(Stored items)
--

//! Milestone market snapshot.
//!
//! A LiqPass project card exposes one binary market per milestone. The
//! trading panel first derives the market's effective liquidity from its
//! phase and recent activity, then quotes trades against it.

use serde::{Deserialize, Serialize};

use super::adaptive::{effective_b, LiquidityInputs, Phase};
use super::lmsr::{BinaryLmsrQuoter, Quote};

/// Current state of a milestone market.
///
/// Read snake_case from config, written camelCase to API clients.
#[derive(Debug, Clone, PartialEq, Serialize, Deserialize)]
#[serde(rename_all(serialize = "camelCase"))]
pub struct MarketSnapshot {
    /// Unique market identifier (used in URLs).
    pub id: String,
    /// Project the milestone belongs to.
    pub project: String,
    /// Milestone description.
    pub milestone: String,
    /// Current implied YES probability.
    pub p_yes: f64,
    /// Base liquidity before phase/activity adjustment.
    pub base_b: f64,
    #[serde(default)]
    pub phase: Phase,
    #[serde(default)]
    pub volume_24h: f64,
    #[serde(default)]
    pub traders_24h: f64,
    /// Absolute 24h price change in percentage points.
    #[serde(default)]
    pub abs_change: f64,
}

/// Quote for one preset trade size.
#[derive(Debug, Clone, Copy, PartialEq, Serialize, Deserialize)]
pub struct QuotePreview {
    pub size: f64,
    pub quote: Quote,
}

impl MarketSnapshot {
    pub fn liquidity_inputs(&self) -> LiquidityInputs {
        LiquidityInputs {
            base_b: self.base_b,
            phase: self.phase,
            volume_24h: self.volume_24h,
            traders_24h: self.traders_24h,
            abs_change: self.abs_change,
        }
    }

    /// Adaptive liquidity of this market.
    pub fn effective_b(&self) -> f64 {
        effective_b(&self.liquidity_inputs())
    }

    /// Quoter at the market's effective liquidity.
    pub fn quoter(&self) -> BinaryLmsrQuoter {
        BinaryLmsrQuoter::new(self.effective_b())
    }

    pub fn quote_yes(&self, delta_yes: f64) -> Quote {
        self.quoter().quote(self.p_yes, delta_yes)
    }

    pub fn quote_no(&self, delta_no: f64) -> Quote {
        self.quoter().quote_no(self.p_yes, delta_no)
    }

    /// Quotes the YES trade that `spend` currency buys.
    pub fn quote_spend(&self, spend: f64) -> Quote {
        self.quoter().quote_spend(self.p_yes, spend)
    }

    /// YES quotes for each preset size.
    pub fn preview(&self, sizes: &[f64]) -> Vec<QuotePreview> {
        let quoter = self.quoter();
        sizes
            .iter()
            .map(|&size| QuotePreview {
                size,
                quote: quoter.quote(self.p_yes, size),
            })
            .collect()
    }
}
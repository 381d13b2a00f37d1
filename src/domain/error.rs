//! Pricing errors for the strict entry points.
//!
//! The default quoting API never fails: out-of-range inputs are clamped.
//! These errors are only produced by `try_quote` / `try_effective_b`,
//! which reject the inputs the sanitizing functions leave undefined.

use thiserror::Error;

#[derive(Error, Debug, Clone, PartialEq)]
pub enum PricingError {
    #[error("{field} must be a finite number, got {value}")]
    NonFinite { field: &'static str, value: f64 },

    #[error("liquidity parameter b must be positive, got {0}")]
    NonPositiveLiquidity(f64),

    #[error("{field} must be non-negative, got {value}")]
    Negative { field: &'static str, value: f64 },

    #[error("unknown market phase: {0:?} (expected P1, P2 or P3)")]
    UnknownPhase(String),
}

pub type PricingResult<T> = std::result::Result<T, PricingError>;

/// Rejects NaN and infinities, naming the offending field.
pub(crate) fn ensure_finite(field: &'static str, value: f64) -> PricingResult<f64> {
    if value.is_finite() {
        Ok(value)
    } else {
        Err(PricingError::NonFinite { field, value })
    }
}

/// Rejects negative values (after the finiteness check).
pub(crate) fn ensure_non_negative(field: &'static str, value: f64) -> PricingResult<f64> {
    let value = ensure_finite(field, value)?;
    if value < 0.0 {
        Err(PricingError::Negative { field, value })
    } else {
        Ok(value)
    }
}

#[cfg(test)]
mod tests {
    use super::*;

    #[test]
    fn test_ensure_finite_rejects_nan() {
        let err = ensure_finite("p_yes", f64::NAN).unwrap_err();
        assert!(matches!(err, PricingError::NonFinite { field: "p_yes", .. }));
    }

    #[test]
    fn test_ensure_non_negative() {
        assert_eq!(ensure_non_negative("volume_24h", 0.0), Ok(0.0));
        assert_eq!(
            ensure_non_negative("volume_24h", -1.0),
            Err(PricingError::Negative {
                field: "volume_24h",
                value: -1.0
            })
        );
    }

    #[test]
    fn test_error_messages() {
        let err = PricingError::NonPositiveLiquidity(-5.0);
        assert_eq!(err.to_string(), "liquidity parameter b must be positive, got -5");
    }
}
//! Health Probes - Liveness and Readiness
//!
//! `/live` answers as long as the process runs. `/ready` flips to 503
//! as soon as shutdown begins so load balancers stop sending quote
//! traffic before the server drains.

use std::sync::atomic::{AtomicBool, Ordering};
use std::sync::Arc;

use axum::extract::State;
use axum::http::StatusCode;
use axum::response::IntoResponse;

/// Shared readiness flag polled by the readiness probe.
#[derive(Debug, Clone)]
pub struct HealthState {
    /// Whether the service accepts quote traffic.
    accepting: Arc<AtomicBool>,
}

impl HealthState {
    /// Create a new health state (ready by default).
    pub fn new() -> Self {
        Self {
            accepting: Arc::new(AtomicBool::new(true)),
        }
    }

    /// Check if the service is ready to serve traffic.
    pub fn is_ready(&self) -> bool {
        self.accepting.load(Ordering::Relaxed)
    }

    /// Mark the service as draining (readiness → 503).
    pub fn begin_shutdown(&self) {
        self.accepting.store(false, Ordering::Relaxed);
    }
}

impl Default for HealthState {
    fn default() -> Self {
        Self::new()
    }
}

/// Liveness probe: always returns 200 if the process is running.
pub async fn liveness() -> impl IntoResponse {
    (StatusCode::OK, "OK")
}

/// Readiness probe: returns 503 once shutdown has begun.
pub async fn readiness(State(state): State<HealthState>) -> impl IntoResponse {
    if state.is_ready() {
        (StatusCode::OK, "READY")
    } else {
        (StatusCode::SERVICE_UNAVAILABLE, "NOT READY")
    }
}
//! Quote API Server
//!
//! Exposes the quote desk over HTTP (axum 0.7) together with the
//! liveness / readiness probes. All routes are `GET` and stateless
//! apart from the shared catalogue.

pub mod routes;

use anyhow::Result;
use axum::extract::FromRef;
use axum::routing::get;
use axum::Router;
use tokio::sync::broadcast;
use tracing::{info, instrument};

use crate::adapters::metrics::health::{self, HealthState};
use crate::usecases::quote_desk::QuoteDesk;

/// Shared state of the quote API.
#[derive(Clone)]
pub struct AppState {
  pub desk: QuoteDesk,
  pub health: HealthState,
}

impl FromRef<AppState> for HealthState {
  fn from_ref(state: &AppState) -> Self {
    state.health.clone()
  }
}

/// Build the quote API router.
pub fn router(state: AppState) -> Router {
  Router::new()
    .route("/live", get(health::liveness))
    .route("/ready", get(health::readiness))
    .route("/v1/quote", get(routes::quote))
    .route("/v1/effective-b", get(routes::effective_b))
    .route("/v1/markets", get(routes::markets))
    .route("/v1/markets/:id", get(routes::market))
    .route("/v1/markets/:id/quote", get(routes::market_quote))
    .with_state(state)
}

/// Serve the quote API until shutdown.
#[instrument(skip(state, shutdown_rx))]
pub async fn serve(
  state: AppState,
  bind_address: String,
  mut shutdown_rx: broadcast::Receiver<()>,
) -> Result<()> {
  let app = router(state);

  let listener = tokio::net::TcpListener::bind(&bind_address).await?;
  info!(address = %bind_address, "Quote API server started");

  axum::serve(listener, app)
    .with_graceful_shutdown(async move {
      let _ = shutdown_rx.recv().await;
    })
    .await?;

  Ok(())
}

--

ASSIGNMENT
Nothing but the lines above from the one containing "the offending field." through the one containing "the finiteness check)." should appear in the answer, each repeated exactly.

ANSWER BELOW
/// Rejects NaN and infinities, naming the offending field.
pub(crate) fn ensure_finite(field: &'static str, value: f64) -> PricingResult<f64> {
    if value.is_finite() {
        Ok(value)
    } else {
        Err(PricingError::NonFinite { field, value })
    }
}

/// Rejects negative values (after the finiteness check).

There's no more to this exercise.